Because the freshmen seminar students have an upcoming assignment to interview someone on why they went to college, I interjected my own experience, that my parents expected it of me and started saving for my college tuition soon after I was born.  Growing to maturity during the Great depression, Midge had been able to attend Grove City teachers College in Erie, PA, only because an aunt was married to a dentist there, while Vic worked his way through Pitt in a steel mill. They were not happy when I dropped out of Virginia Law School to pursue an advanced degree in History.  Chancellor Iwama told the class that he had no choice because his parents, like mine, expected it.  They had emigrated from Japan shortly in the late 1940s after his father secured a grant at Berkeley.
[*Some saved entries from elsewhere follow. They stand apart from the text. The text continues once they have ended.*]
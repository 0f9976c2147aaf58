// crates/core/src/error.rs
use std::path::PathBuf;
use thiserror::Error;

/// Errors from the session storage backing the auth gate.
#[derive(Debug, Error)]
pub enum StorageError {
    #[error("IO error accessing {path}: {source}")]
    Io {
        path: PathBuf,
        #[source]
        source: std::io::Error,
    },

    #[error("Malformed storage file {path}: {message}")]
    Malformed { path: PathBuf, message: String },

    #[error("Storage lock poisoned")]
    Poisoned,
}

impl StorageError {
    pub fn io(path: impl Into<PathBuf>, source: std::io::Error) -> Self {
        Self::Io {
            path: path.into(),
            source,
        }
    }
}

/// Errors raised by the auth gate.
#[derive(Debug, Error)]
pub enum AuthError {
    #[error("Session storage error: {0}")]
    Storage(#[from] StorageError),

    #[error("Failed to encode session: {0}")]
    Encode(#[from] serde_json::Error),
}
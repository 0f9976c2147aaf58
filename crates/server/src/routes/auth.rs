// crates/server/src/routes/auth.rs
//! Sign-in endpoints and the middleware gating every data route.
//!
//! The gate is process-wide: one signed-in session covers every client.

use std::sync::Arc;

use axum::{
    extract::{Request, State},
    http::StatusCode,
    middleware::Next,
    response::Response,
    routing::{get, post},
    Json, Router,
};
use crysta_view_core::AuthUser;
use serde::Deserialize;
use ts_rs::TS;

use crate::error::{ApiError, ApiResult};
use crate::state::AppState;

#[derive(Debug, Deserialize, TS)]
#[cfg_attr(feature = "codegen", ts(export, export_to = "../../../web/src/types/generated/"))]
pub struct SignInRequest {
    pub email: String,
    pub password: String,
}

/// POST /api/auth/sign-in - 200 with the user, 401 on a wrong pair.
pub async fn sign_in(
    State(state): State<Arc<AppState>>,
    Json(body): Json<SignInRequest>,
) -> ApiResult<Json<AuthUser>> {
    match state.auth.sign_in(&body.email, &body.password)? {
        Some(user) => Ok(Json(user)),
        None => Err(ApiError::Unauthorized("Invalid email or password".into())),
    }
}

/// POST /api/auth/sign-out - always 204.
pub async fn sign_out(State(state): State<Arc<AppState>>) -> ApiResult<StatusCode> {
    state.auth.sign_out()?;
    Ok(StatusCode::NO_CONTENT)
}

/// GET /api/auth/me - the signed-in user, 401 when signed out.
pub async fn me(State(state): State<Arc<AppState>>) -> ApiResult<Json<AuthUser>> {
    state
        .auth
        .current_user()
        .map(Json)
        .ok_or_else(|| ApiError::Unauthorized("Not signed in".into()))
}

/// Reject the request with 401 unless a session is stored.
pub async fn require_auth(
    State(state): State<Arc<AppState>>,
    request: Request,
    next: Next,
) -> Result<Response, ApiError> {
    if !state.auth.is_authenticated() {
        return Err(ApiError::Unauthorized("Sign in required".into()));
    }
    Ok(next.run(request).await)
}

pub fn router() -> Router<Arc<AppState>> {
    Router::new()
        .route("/auth/sign-in", post(sign_in))
        .route("/auth/sign-out", post(sign_out))
        .route("/auth/me", get(me))
}

#[cfg(test)]
mod tests {
    use axum::{
        body::Body,
        http::{header, Method, Request, StatusCode},
    };
    use tower::ServiceExt;

    use crate::state::AppState;

    fn sign_in_request(email: &str, password: &str) -> Request<Body> {
        Request::builder()
            .method(Method::POST)
            .uri("/api/auth/sign-in")
            .header(header::CONTENT_TYPE, "application/json")
            .body(Body::from(
                serde_json::json!({ "email": email, "password": password }).to_string(),
            ))
            .unwrap()
    }

    #[tokio::test]
    async fn test_demo_pair_signs_in_and_persists() {
        let (state, _store) = AppState::demo(chrono::Utc::now());
        let app = crate::create_app(state.clone());

        let response = app
            .clone()
            .oneshot(sign_in_request("admin@crysta.com", "admin123"))
            .await
            .unwrap();
        assert_eq!(response.status(), StatusCode::OK);
        let body = axum::body::to_bytes(response.into_body(), usize::MAX)
            .await
            .unwrap();
        let json: serde_json::Value = serde_json::from_slice(&body).unwrap();
        assert_eq!(json["email"], "admin@crysta.com");
        assert_eq!(json["role"], "admin");
        assert!(state.auth.is_authenticated());

        let response = app
            .oneshot(Request::builder().uri("/api/auth/me").body(Body::empty()).unwrap())
            .await
            .unwrap();
        assert_eq!(response.status(), StatusCode::OK);
    }

    #[tokio::test]
    async fn test_wrong_pair_is_rejected_without_session() {
        let (state, _store) = AppState::demo(chrono::Utc::now());
        let app = crate::create_app(state.clone());

        let response = app
            .oneshot(sign_in_request("admin@crysta.com", "admin1234"))
            .await
            .unwrap();
        assert_eq!(response.status(), StatusCode::UNAUTHORIZED);
        assert!(!state.auth.is_authenticated());
    }

    #[tokio::test]
    async fn test_sign_out_clears_session() {
        let (state, _store) = AppState::demo(chrono::Utc::now());
        state.auth.sign_in("admin@crysta.com", "admin123").unwrap();
        let app = crate::create_app(state.clone());

        let response = app
            .clone()
            .oneshot(
                Request::builder()
                    .method(Method::POST)
                    .uri("/api/auth/sign-out")
                    .body(Body::empty())
                    .unwrap(),
            )
            .await
            .unwrap();
        assert_eq!(response.status(), StatusCode::NO_CONTENT);
        assert!(!state.auth.is_authenticated());

        let response = app
            .oneshot(Request::builder().uri("/api/auth/me").body(Body::empty()).unwrap())
            .await
            .unwrap();
        assert_eq!(response.status(), StatusCode::UNAUTHORIZED);
    }
}
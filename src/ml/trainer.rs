// ============================================================
// Layer 5 — Training Loop
// ============================================================
// Mini-batch training using Burn's DataLoader and RMSProp.
//
// Key backend insight:
//   - Training uses MyBackend (Autodiff<NdArray>) for gradients
//   - model.valid() returns the model on MyInnerBackend (NdArray)
//   - Evaluation runs on the inner backend — no autodiff overhead
//
// Every call to fit() builds a fresh model from random
// initialization: the resampled folds must train independent
// models, so nothing is shared or reused between calls.
//
// Reference: Burn Book §5
//            Tieleman & Hinton (2012) RMSProp

use anyhow::{bail, Result};
use burn::{
    data::dataloader::DataLoaderBuilder,
    module::AutodiffModule,
    optim::{GradientsParams, Optimizer, RmsPropConfig},
    prelude::*,
};

use crate::application::experiment::ExperimentConfig;
use crate::data::{batcher::SessionBatcher, dataset::SessionDataset};
use crate::ml::model::{OrderNet, OrderNetConfig};

type MyBackend      = burn::backend::Autodiff<burn::backend::NdArray>;
type MyInnerBackend = burn::backend::NdArray;

pub type FittedModel = OrderNet<MyInnerBackend>;

fn default_device() -> <MyInnerBackend as Backend>::Device {
    burn::backend::ndarray::NdArrayDevice::default()
}

/// Train a fresh model on `dataset` and return it on the inner
/// backend, ready for evaluation.
///
/// `class_weights` is [weight_for_0, weight_for_1] for the
/// class-weighted phase; None trains with uniform sample weight.
pub fn fit(
    cfg:           &ExperimentConfig,
    dataset:       SessionDataset,
    feature_count: usize,
    class_weights: Option<[f32; 2]>,
) -> Result<FittedModel> {
    if dataset.sample_count() == 0 {
        bail!("cannot train on an empty dataset");
    }

    let device = default_device();

    // Explicit seed for reproducible weight initialization —
    // threaded in from the config, never ambient global state.
    MyBackend::seed(cfg.seed);

    // ── Build model ───────────────────────────────────────────────────────────
    let model_cfg = OrderNetConfig::new(feature_count);
    let mut model: OrderNet<MyBackend> = model_cfg.init(&device);

    // ── RMSProp optimiser ─────────────────────────────────────────────────────
    // v = α*v + (1-α)*g²        (moving average of squared gradients)
    // θ = θ - lr * g / (√v + ε) (per-parameter adaptive update)
    let optim_cfg = RmsPropConfig::new().with_epsilon(1e-8);
    let mut optim = optim_cfg.init();

    // ── Training data loader ──────────────────────────────────────────────────
    let batcher = SessionBatcher::<MyBackend>::new(device.clone());
    let loader  = DataLoaderBuilder::new(batcher)
        .batch_size(cfg.batch_size)
        .shuffle(cfg.seed)
        .num_workers(1)
        .build(dataset);

    // ── Epoch loop ────────────────────────────────────────────────────────────
    for epoch in 1..=cfg.epochs {
        let mut loss_sum = 0.0f64;
        let mut batches  = 0usize;

        for batch in loader.iter() {
            let loss = model.forward_loss(batch.features, batch.targets, class_weights);

            let loss_val: f64 = loss.clone().into_scalar().elem::<f64>();
            loss_sum += loss_val;
            batches  += 1;

            // Backward pass + RMSProp update
            let grads = loss.backward();
            let grads = GradientsParams::from_grads(grads, &model);
            model = optim.step(cfg.lr, model, grads);
        }

        let avg_loss = if batches > 0 {
            loss_sum / batches as f64
        } else { f64::NAN };

        println!(
            "Epoch {:>3}/{} | train_loss={:.4}",
            epoch, cfg.epochs, avg_loss,
        );
    }

    // model.valid() → OrderNet<MyInnerBackend>, gradients stripped
    Ok(model.valid())
}

/// Predict purchase probabilities for pre-normalized feature rows.
pub fn predict_probs(model: &FittedModel, rows: &[Vec<f32>]) -> Vec<f32> {
    if rows.is_empty() {
        return Vec::new();
    }
    let device        = default_device();
    let batch_size    = rows.len();
    let feature_count = rows[0].len();

    let flat: Vec<f32> = rows.iter().flat_map(|r| r.iter().copied()).collect();
    let features = Tensor::<MyInnerBackend, 1>::from_floats(flat.as_slice(), &device)
        .reshape([batch_size, feature_count]);

    model
        .predict_probs(features)
        .into_data()
        .convert::<f32>()
        .value
}
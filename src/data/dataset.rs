use anyhow::{bail, Result};
use burn::data::dataset::Dataset;
use serde::{Deserialize, Serialize};

/// One normalized session ready for training.
#[derive(Debug, Clone, Serialize, Deserialize)]
pub struct SessionSample {
    pub features: Vec<f32>,
    pub label:    u8,
}

pub struct SessionDataset {
    samples: Vec<SessionSample>,
}

impl SessionDataset {
    pub fn new(samples: Vec<SessionSample>) -> Self { Self { samples } }

    /// Pair normalized feature rows with their labels.
    /// Any non-zero target counts as the positive class.
    pub fn from_rows(rows: Vec<Vec<f32>>, targets: &[f32]) -> Result<Self> {
        if rows.len() != targets.len() {
            bail!(
                "feature/target length mismatch: {} rows vs {} targets",
                rows.len(), targets.len()
            );
        }
        let samples = rows
            .into_iter()
            .zip(targets)
            .map(|(features, &t)| SessionSample {
                features,
                label: (t != 0.0) as u8,
            })
            .collect();
        Ok(Self::new(samples))
    }

    pub fn sample_count(&self) -> usize { self.samples.len() }

    pub fn positive_count(&self) -> usize {
        self.samples.iter().filter(|s| s.label == 1).count()
    }
}

impl Dataset<SessionSample> for SessionDataset {
    fn get(&self, index: usize) -> Option<SessionSample> {
        self.samples.get(index).cloned()
    }

    fn len(&self) -> usize {
        self.samples.len()
    }
}

#[cfg(test)]
mod tests {
    use super::*;

    #[test]
    fn test_from_rows_labels() {
        let ds = SessionDataset::from_rows(
            vec![vec![0.1], vec![0.2], vec![0.3]],
            &[0.0, 1.0, 0.0],
        ).unwrap();
        assert_eq!(ds.sample_count(), 3);
        assert_eq!(ds.positive_count(), 1);
        assert_eq!(ds.get(1).unwrap().label, 1);
    }

    #[test]
    fn test_from_rows_length_mismatch() {
        assert!(SessionDataset::from_rows(vec![vec![0.1]], &[0.0, 1.0]).is_err());
    }
}
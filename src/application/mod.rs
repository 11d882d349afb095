// ============================================================
// Layer 2 — Application / Use Cases
// ============================================================
// This layer orchestrates all the other layers to accomplish
// a specific goal (running the imbalance experiment).
//
// Rules for this layer:
//   - No ML math or model code here
//   - No argument parsing here (that's Layer 1)
//   - No direct file access (that's Layer 4 and 6)
//   - Only workflow coordination
//
// Think of this layer as the "director" — it tells other
// layers what to do but doesn't do the work itself.
//
// Reference: Clean Architecture pattern
//            Rust Book §7 (Module System)

// The experiment workflow
pub mod experiment;
// ============================================================
// Layer 4 — Data Pipeline
// ============================================================
// This layer handles everything from the raw CSV file
// all the way to backend-ready tensor batches.
//
// The pipeline flows in this order:
//
//   sessions.csv
//       │
//       ▼
//   CsvLoader         → reads the file, parses cells to f32
//       │
//       ▼
//   Splitter          → seeded shuffle, train/val/test split
//       │
//       ▼
//   Resampler         → balanced folds from disjoint majority chunks
//       │
//       ▼
//   Normalizer        → row-wise L2 feature scaling
//       │
//       ▼
//   SessionDataset    → implements Burn's Dataset trait
//       │
//       ▼
//   SessionBatcher    → stacks samples into tensor batches
//       │
//       ▼
//   DataLoader        → feeds batches to the training loop
//
// Each module is responsible for exactly one step.
// This makes each step independently testable and replaceable.
//
// Reference: Burn Book §4 (Datasets and Dataloaders)
//            Rust Book §13 (Iterators and Closures)

/// Loads the CSV dataset using the csv crate
pub mod loader;

/// Seeded shuffle and three-way train/val/test split
pub mod splitter;

/// Balanced folds over disjoint majority-class chunks
pub mod resampler;

/// Row-wise L2 normalization of feature vectors
pub mod normalizer;

/// Implements Burn's Dataset trait for session samples
pub mod dataset;

/// Implements Burn's Batcher trait to create tensor batches
pub mod batcher;
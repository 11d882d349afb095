// ============================================================
// Layer 4 — Train/Validation/Test Splitter
// ============================================================
// Shuffles the dataset with a seeded RNG and splits it into
// three disjoint, exhaustive partitions:
//   - Training set:   used to fit model weights
//   - Validation set: used to measure performance on unseen data
//   - Test set:       held out entirely
//
// Why shuffle before splitting?
//   Session logs are usually ordered in time. Without shuffling,
//   the validation set would only contain the most recent
//   sessions and the class balance per split would drift.
//   Shuffling gives every split a representative mix.
//
// Why a seeded RNG instead of thread_rng?
//   The experiment must be reproducible run-to-run. The seed is
//   an explicit config parameter threaded in from the use case,
//   not ambient global state.
//
// Split boundaries are fixed by fraction at split time; the
// partitions are never re-split afterward.
//
// Uses Fisher-Yates shuffle via rand::seq::SliceRandom
// which is the standard unbiased shuffle algorithm.
//
// Reference: Rust Book §8 (Vectors)
//            rand crate documentation

use anyhow::{bail, Result};
use rand::{rngs::StdRng, seq::SliceRandom, SeedableRng};

use crate::domain::frame::Frame;

/// Shuffle `frame` with the given seed and split into
/// (train, validation, test) by fraction.
///
/// # Arguments
/// * `frame`          - The full dataset (consumed by this function)
/// * `train_fraction` - Proportion for training, e.g. 0.6
/// * `val_fraction`   - Proportion for validation, e.g. 0.2
///                      (the remainder becomes the test set)
/// * `seed`           - RNG seed for the shuffle
///
/// # Returns
/// A tuple (train, validation, test) of disjoint Frames whose
/// rows together are exactly the input rows.
pub fn split_train_val_test(
    frame:          Frame,
    train_fraction: f64,
    val_fraction:   f64,
    seed:           u64,
) -> Result<(Frame, Frame, Frame)> {
    if train_fraction < 0.0 || val_fraction < 0.0 || train_fraction + val_fraction > 1.0 {
        bail!(
            "invalid split fractions: train={} val={} (must be non-negative and sum to at most 1)",
            train_fraction, val_fraction
        );
    }

    let columns: Vec<String> = frame.columns().to_vec();
    let mut rows = frame.into_rows();

    // Fisher-Yates shuffle — every permutation is equally likely.
    // StdRng::seed_from_u64 makes the permutation reproducible.
    let mut rng = StdRng::seed_from_u64(seed);
    rows.shuffle(&mut rng);

    let total     = rows.len();
    let train_end = ((total as f64) * train_fraction).round() as usize;
    let val_end   = ((total as f64) * (train_fraction + val_fraction)).round() as usize;

    // Clamp to valid range to avoid panics on tiny datasets
    let train_end = train_end.min(total);
    let val_end   = val_end.clamp(train_end, total);

    // split_off(n) removes elements [n..] from the Vec and returns them
    let mut val  = rows.split_off(train_end);
    let test     = val.split_off(val_end - train_end);
    let train    = rows;

    tracing::debug!(
        "Dataset split: {} train, {} validation, {} test",
        train.len(),
        val.len(),
        test.len(),
    );

    Ok((
        Frame::new(columns.clone(), train)?,
        Frame::new(columns.clone(), val)?,
        Frame::new(columns, test)?,
    ))
}
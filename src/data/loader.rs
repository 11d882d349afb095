// ============================================================
// Layer 4 — Dataset Loader
// ============================================================
// Loads the session dataset from a CSV file using the csv crate.
//
// The file layout is a header row of column names followed by
// one numeric record per session. The loader does not know
// which column is the label or which columns get dropped —
// that is SchemaConfig's job, applied later by the use case.
// Here every cell is simply parsed as f32.
//
// Cells that fail to parse are a hard error (with row/column
// context), not a silent zero: a malformed dataset should stop
// the experiment, not skew it.
//
// Reference: csv crate documentation
//            Rust Book §9 (Error Handling)

use anyhow::{bail, Context, Result};
use std::{fs::File, path::Path};

use crate::domain::frame::Frame;
use crate::domain::traits::RecordSource;

/// Loads a whole CSV file into a Frame.
/// Implements the RecordSource trait from Layer 3.
pub struct CsvLoader {
    /// Path to the CSV file
    path: String,
}

impl CsvLoader {
    /// Create a new CsvLoader pointed at a file
    pub fn new(path: impl Into<String>) -> Self {
        Self { path: path.into() }
    }
}

/// Implement the RecordSource trait so the application layer
/// can call load() without knowing about CSV internals
impl RecordSource for CsvLoader {
    fn load(&self) -> Result<Frame> {
        let path = Path::new(&self.path);
        if !path.exists() {
            bail!("dataset file '{}' does not exist", self.path);
        }

        let file = File::open(path)
            .with_context(|| format!("cannot open '{}'", self.path))?;
        let mut reader = csv::Reader::from_reader(file);

        // The header row gives us the column names
        let columns: Vec<String> = reader
            .headers()
            .with_context(|| format!("cannot read header of '{}'", self.path))?
            .iter()
            .map(|h| h.trim().to_string())
            .collect();

        let mut rows: Vec<Vec<f32>> = Vec::new();
        for (line, record) in reader.records().enumerate() {
            let record = record
                .with_context(|| format!("malformed record at line {} of '{}'", line + 2, self.path))?;

            if record.len() != columns.len() {
                bail!(
                    "line {} of '{}' has {} cells, expected {}",
                    line + 2, self.path, record.len(), columns.len()
                );
            }

            let mut row = Vec::with_capacity(columns.len());
            for (col, cell) in record.iter().enumerate() {
                let value: f32 = cell.trim().parse().with_context(|| {
                    format!(
                        "non-numeric cell '{}' in column '{}' at line {} of '{}'",
                        cell, columns[col], line + 2, self.path
                    )
                })?;
                row.push(value);
            }
            rows.push(row);
        }

        tracing::info!(
            "Loaded {} records with {} columns from '{}'",
            rows.len(),
            columns.len(),
            self.path
        );
        Frame::new(columns, rows)
    }
}

// ─── Unit Tests ───────────────────────────────────────────────────────────────
#[cfg(test)]
mod tests {
    use super::*;
    use std::io::Write;

    fn write_temp_csv(name: &str, contents: &str) -> std::path::PathBuf {
        let path = std::env::temp_dir().join(name);
        let mut f = File::create(&path).unwrap();
        f.write_all(contents.as_bytes()).unwrap();
        path
    }

    #[test]
    fn test_load_simple_csv() {
        let path = write_temp_csv(
            "order_predictor_loader_ok.csv",
            "a,b,order\n1.0,2.0,0\n3.5,4.5,1\n",
        );
        let frame = CsvLoader::new(path.to_str().unwrap()).load().unwrap();
        assert_eq!(frame.columns(), &["a".to_string(), "b".to_string(), "order".to_string()]);
        assert_eq!(frame.row_count(), 2);
        assert_eq!(frame.rows()[1], vec![3.5, 4.5, 1.0]);
    }

    #[test]
    fn test_load_rejects_non_numeric_cell() {
        let path = write_temp_csv(
            "order_predictor_loader_bad.csv",
            "a,b\n1.0,oops\n",
        );
        let result = CsvLoader::new(path.to_str().unwrap()).load();
        assert!(result.is_err());
    }

    #[test]
    fn test_load_missing_file() {
        let result = CsvLoader::new("no/such/file.csv").load();
        assert!(result.is_err());
    }
}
He added, however, that at one point he had wanted to drop out and be a guitarist in a rock band.  While his parents would not hear of it, he was able to get them to accept his getting a motorcycle. He offered to be interviewed by a student who needed a subject.

 

After class Chancellor Iwama was very complimentary and said that he has been meaning to interview his parents, now in their nineties, about their past experiences. His father was evidently a naïve teenager during the 1940s eager to fight for the Japanese emperor, even if the assignment was as a kamikaze pilot. The Chancellor’s grandfather arranged for the school headmaster to talk him out of it, saying that his potential as a great scholar war outweighed sacrificing his life.  As I was leaving, the Chancellor was questioning DiMuzio about the nature of the seminar, the last eight weeks are devoted to the professor’s field of study, in Gianluca’s case, Philosophy and in particular ethics.